Vous avez entendu parler d’une expression mais ne comprenez pas d’où elle vient ni ce qu’elle signifie ? Vous voulez maîtriser le lexique des séries télévisées pour devenir le maître de cérémonie des soirées TV entre amis ? Pas de souci, nous vous proposons dans chaque épisode le décryptage d’un mot de la culture télévisuelle passé à la postérité. Aujourd’hui, attaquons-nous à l’expression « reboot », qui dépoussière les fictions.

Le reboot, quésaco ?

En fiction, un « reboot » (« redémarrage ») est un procédé consistant à recommencer une œuvre du départ en gardant certains éléments d’origine, comme les personnages, leur histoire personnelle et les grandes lignes du récit. S’il s’agit de tout recommencer sans garder les acteurs et les événements de la fiction d’origine, on parlera de « rebrand » (« changement d’image »), mais si des acteurs et événements de la fiction d’origine rejaillissent dans la nouvelle fiction, on parlera plutôt de « soft reboot » (« redémarrage en douceur »).

À la différence du remake, qui modernise ou adapte à un nouveau public une fiction déjà existante, en restant proche de l’œuvre d’origine, le reboot a pour but de redynamiser une saga interrompue pendant une période longue ou d’en lancer une nouvelle, se souciant peu de ressembler à l’originale. Au cinéma, cette distinction semble plutôt claire et oppose par exemple des films tels que The Thing et Le Roi Lion, qui sont des remakes car ils n’apportent pas d’éléments nouveaux, aux deux derniers Spider-Man (Homecoming et Far From Home) qui sont des reboots, car ils relancent l’histoire et ajoutent à la mythologie du personnage. Dans les séries, la frontière entre reboot et remake est plus floue : certaines séries sont des remakes transposés dans d’autres cultures (The Killing US, Homeland, Shameless US, The Office US) mais sont aussi différentes de l’originale que d’autres séries considérées comme des reboots (Full Metal Alchemist: Brotherhood, Doctor Who). Un vrai casse-tête, en somme.

On parle également de « retooling » (« réorganisation ») lorsque le concept même d’une série est changé en cours de route, pour éviter une annulation faute de succès. C’est par exemple le cas de la série Happy Days, qui se focalise sur l’iconique Fonzi et devient plus comique après deux premières saisons en chute libre d’audience.

Pourquoi faire un reboot plutôt qu’une suite (ou un remake) ?

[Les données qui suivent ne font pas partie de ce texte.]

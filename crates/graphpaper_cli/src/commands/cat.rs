//! Print a stored object.

use super::{explain, open_existing};
use anyhow::{anyhow, bail, Result};
use graphpaper_core::{canonical, ObjectId, ObjectStore};
use std::path::Path;

/// Print the contents of the object whose oid starts with `prefix`.
///
/// Records are pretty-printed; anything else is printed as text or, for
/// binary data, summarized.
pub fn run(path: &Path, prefix: &str) -> Result<()> {
    let file = open_existing(path)?;
    let store = file.store();
    let oid = resolve_object(store, prefix)?;
    let data = store.get(oid).map_err(explain)?;

    match canonical::decode(&data) {
        Ok(value) => println!("{:#}", value),
        Err(_) => match std::str::from_utf8(&data) {
            Ok(text) => println!("{}", text),
            Err(_) => println!("(binary data, {} bytes)", data.len()),
        },
    }

    Ok(())
}

fn resolve_object(store: &ObjectStore, prefix: &str) -> Result<ObjectId> {
    let prefix = prefix.trim().to_ascii_lowercase();
    if prefix.len() == ObjectId::HEX_LEN {
        return ObjectId::from_hex(&prefix).map_err(explain);
    }
    if prefix.is_empty() {
        bail!("empty object id");
    }

    let matches: Vec<ObjectId> = store
        .ids()
        .map_err(explain)?
        .into_iter()
        .filter(|oid| oid.as_hex().starts_with(&prefix))
        .collect();

    match matches.as_slice() {
        [oid] => Ok(*oid),
        [] => Err(anyhow!("object {} not found", prefix)),
        _ => bail!(
            "object id {:?} is ambiguous ({} matches), use more characters",
            prefix,
            matches.len()
        ),
    }
}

Tout est en fait question de posture par rapport à l’œuvre d’origine. Choisir un remake, c’est considérer qu’il faut respecter l’œuvre d’origine qui se suffit amplement. Choisir de « rebooter » une série, ce peut vouloir considérer que celle d’origine avait un manque aux yeux du public, des showrunners ou des critiques. Étymologiquement, reboot est un terme d’informatique qui désigne le fait de relancer une machine de zéro, car son ancien système était défaillant. En faisant table rase du passé, le reboot tient à corriger les erreurs de l’ancienne saga et intégrer des arcs narratifs qui répondent mieux et sont plus adaptés aux questions posées au départ. Ainsi, le film The End of Evangelion répond aux attentes des fans, qui sont restés sur leur faim avec le final de Neon Genesis Evangelion. La nouvelle saison de Twin Peaks n’est pas tant une suite qu’un éclaircissement des zones d’ombre de la série de 1990-91.

Un reboot est aussi un moyen de mettre au goût du jour une série culte, qui est suffisamment intéressante pour être relancée, mais qui doit se plier au canon des séries modernes. Black Mirror peut être assimilé à un reboot de La Quatrième Dimension, adapté aux inquiétudes et enjeux de notre époque… comme quoi l’appréciation de ce qui tient du reboot n’est pas gravée dans le marbre.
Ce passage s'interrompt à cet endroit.